• **Work to be completed**:
Below are the records; give again exactly the line with "self.roster = Some(roster);", the line with "-> Result<(), AppError>", and each line that lies between them, and nothing besides.

• **Records provided**:
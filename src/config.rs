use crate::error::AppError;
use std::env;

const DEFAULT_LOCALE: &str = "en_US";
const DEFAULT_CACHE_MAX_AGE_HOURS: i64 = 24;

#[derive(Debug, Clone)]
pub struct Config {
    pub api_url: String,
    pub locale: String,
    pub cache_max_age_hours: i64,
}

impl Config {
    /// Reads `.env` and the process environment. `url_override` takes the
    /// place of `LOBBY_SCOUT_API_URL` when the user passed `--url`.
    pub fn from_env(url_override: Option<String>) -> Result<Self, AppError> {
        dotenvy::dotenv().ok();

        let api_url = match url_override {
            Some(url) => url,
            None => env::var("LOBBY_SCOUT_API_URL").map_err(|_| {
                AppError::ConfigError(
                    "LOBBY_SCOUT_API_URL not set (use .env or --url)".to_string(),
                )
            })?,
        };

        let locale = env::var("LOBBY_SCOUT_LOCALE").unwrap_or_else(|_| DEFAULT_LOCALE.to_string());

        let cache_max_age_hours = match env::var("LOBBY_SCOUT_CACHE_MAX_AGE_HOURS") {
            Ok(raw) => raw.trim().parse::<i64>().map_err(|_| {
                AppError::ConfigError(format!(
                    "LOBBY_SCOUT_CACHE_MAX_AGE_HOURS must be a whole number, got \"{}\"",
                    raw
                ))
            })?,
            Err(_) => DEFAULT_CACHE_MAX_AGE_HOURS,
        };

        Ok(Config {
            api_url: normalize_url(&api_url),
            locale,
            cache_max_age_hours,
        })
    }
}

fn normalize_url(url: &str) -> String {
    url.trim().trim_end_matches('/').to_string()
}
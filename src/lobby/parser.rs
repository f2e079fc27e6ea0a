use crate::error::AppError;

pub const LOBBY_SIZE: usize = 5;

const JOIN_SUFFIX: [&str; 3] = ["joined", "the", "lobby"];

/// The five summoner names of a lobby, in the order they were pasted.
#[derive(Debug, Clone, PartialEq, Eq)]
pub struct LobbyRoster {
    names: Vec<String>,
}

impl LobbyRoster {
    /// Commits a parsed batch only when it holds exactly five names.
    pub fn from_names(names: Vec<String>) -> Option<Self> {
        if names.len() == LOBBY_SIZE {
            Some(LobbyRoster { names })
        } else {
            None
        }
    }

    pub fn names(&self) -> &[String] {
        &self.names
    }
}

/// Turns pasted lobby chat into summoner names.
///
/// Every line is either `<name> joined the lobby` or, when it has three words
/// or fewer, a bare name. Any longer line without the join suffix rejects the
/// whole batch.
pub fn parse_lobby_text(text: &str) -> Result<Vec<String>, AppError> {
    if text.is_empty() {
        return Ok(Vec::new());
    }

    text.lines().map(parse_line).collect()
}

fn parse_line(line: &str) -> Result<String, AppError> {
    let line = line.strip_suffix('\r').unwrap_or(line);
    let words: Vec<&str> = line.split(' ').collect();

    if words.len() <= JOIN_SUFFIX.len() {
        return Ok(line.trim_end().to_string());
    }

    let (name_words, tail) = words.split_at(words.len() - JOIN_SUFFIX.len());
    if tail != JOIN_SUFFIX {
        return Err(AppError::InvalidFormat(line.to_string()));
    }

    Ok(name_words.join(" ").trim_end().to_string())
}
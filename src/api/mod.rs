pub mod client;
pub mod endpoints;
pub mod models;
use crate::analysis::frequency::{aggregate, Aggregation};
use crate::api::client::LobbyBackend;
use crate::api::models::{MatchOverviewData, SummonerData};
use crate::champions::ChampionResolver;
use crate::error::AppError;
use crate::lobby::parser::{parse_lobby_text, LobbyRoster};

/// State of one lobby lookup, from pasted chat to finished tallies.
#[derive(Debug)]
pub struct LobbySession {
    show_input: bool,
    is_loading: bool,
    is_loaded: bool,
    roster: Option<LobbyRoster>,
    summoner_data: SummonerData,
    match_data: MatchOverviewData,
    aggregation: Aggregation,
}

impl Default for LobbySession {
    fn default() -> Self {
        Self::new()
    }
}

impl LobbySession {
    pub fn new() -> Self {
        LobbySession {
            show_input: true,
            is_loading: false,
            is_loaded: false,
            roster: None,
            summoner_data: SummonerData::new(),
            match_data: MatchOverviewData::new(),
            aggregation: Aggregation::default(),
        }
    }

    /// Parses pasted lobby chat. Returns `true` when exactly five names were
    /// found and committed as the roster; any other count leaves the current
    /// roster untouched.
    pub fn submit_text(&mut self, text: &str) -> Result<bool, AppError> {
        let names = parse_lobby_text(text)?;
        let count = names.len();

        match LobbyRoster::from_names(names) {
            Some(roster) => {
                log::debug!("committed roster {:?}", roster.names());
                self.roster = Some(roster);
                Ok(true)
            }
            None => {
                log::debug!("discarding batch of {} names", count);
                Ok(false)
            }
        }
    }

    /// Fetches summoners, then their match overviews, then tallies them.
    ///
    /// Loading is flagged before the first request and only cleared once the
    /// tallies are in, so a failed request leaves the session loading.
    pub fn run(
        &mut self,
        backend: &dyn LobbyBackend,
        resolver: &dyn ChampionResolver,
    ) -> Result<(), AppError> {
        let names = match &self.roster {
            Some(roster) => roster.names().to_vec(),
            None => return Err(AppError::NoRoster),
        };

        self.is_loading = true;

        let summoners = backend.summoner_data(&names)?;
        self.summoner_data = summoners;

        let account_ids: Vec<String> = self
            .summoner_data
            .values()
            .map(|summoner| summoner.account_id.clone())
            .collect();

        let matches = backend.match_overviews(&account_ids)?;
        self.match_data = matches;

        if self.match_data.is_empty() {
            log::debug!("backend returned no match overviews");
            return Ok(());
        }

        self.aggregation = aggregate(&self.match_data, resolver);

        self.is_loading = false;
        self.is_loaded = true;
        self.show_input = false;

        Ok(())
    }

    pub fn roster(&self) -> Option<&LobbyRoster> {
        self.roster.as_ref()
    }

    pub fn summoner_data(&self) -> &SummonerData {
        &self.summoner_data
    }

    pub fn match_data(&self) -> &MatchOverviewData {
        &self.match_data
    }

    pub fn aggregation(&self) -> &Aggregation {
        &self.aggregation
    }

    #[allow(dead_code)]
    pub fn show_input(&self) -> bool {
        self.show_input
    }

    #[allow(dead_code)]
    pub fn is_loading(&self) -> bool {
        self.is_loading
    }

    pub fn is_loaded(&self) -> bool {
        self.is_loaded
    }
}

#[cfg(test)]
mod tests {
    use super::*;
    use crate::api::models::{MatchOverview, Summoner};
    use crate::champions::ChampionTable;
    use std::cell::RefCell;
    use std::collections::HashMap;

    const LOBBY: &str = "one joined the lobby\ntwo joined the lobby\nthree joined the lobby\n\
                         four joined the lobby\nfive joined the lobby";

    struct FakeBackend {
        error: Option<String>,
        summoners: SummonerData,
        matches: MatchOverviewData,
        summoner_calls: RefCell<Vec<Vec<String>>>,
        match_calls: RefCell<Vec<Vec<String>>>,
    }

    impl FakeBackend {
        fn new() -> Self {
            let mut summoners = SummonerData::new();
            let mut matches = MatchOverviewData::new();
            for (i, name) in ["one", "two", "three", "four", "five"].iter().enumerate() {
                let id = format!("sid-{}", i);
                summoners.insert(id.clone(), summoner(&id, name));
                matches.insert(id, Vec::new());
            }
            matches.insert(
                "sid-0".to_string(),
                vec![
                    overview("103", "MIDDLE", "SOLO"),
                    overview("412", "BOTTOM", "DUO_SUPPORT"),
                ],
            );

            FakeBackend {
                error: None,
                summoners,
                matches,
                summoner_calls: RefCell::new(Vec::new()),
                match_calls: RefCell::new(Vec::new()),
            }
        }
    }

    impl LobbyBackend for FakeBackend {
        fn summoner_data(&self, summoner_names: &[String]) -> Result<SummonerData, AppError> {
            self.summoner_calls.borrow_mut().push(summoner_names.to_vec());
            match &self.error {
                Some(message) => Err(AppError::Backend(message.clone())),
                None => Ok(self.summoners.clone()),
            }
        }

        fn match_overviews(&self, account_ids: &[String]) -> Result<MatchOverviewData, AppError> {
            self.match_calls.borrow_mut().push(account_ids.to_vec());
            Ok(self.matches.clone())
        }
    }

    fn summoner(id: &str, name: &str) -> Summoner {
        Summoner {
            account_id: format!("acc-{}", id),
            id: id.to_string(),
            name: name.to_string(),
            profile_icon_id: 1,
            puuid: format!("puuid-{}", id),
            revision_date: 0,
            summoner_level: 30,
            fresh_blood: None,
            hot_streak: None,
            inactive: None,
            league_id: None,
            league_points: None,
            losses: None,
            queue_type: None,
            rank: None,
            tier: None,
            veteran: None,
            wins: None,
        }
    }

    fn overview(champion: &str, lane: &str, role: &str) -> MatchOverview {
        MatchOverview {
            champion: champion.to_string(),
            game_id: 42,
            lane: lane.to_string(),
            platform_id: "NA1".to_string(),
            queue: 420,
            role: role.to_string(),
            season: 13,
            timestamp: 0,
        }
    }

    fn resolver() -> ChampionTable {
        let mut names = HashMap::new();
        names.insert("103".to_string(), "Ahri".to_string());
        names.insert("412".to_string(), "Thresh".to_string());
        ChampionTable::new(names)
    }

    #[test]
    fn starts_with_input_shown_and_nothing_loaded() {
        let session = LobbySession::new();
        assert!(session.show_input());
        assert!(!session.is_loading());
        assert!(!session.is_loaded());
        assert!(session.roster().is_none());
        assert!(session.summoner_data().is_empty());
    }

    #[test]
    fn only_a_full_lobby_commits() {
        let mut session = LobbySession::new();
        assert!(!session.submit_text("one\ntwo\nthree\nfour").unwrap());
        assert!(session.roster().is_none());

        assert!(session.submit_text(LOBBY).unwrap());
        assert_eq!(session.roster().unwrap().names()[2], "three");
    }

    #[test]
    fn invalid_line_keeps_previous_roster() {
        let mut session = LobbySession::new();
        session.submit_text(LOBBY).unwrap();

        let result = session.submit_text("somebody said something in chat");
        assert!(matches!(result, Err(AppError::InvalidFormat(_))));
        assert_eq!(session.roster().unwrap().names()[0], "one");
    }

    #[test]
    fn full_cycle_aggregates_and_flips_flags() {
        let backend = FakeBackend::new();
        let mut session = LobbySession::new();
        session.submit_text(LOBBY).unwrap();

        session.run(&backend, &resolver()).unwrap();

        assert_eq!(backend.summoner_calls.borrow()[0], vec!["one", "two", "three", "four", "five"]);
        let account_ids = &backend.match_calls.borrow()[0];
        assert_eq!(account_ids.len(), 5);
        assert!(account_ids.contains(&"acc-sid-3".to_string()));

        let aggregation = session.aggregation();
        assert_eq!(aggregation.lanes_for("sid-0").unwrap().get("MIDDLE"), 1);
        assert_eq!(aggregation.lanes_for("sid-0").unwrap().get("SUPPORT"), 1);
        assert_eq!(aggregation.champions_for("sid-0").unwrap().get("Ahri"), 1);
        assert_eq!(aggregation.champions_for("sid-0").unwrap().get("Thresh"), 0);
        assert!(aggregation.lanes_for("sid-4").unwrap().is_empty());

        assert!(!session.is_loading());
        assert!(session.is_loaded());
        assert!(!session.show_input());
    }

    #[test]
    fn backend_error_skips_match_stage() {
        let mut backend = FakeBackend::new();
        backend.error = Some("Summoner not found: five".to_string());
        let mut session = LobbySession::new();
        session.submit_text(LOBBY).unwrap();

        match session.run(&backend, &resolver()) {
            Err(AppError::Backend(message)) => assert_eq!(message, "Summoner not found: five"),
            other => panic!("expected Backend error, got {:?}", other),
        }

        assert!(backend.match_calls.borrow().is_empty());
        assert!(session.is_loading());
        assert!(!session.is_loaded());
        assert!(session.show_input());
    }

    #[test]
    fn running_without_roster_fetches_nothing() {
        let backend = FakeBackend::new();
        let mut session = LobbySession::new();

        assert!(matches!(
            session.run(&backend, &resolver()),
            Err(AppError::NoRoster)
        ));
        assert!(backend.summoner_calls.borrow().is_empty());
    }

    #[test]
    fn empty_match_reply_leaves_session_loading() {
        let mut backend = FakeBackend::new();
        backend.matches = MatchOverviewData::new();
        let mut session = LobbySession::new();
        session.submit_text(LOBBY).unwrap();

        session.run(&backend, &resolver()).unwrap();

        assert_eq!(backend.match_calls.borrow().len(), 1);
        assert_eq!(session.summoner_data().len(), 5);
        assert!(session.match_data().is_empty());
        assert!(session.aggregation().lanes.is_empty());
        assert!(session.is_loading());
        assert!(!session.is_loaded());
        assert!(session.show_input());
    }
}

• **Solution to this task**:
                self.roster = Some(roster);
                Ok(true)
            }
            None => {
                log::debug!("discarding batch of {} names", count);
                Ok(false)
            }
        }
    }

    /// Fetches summoners, then their match overviews, then tallies them.
    ///
    /// Loading is flagged before the first request and only cleared once the
    /// tallies are in, so a failed request leaves the session loading.
    pub fn run(
        &mut self,
        backend: &dyn LobbyBackend,
        resolver: &dyn ChampionResolver,
    ) -> Result<(), AppError> {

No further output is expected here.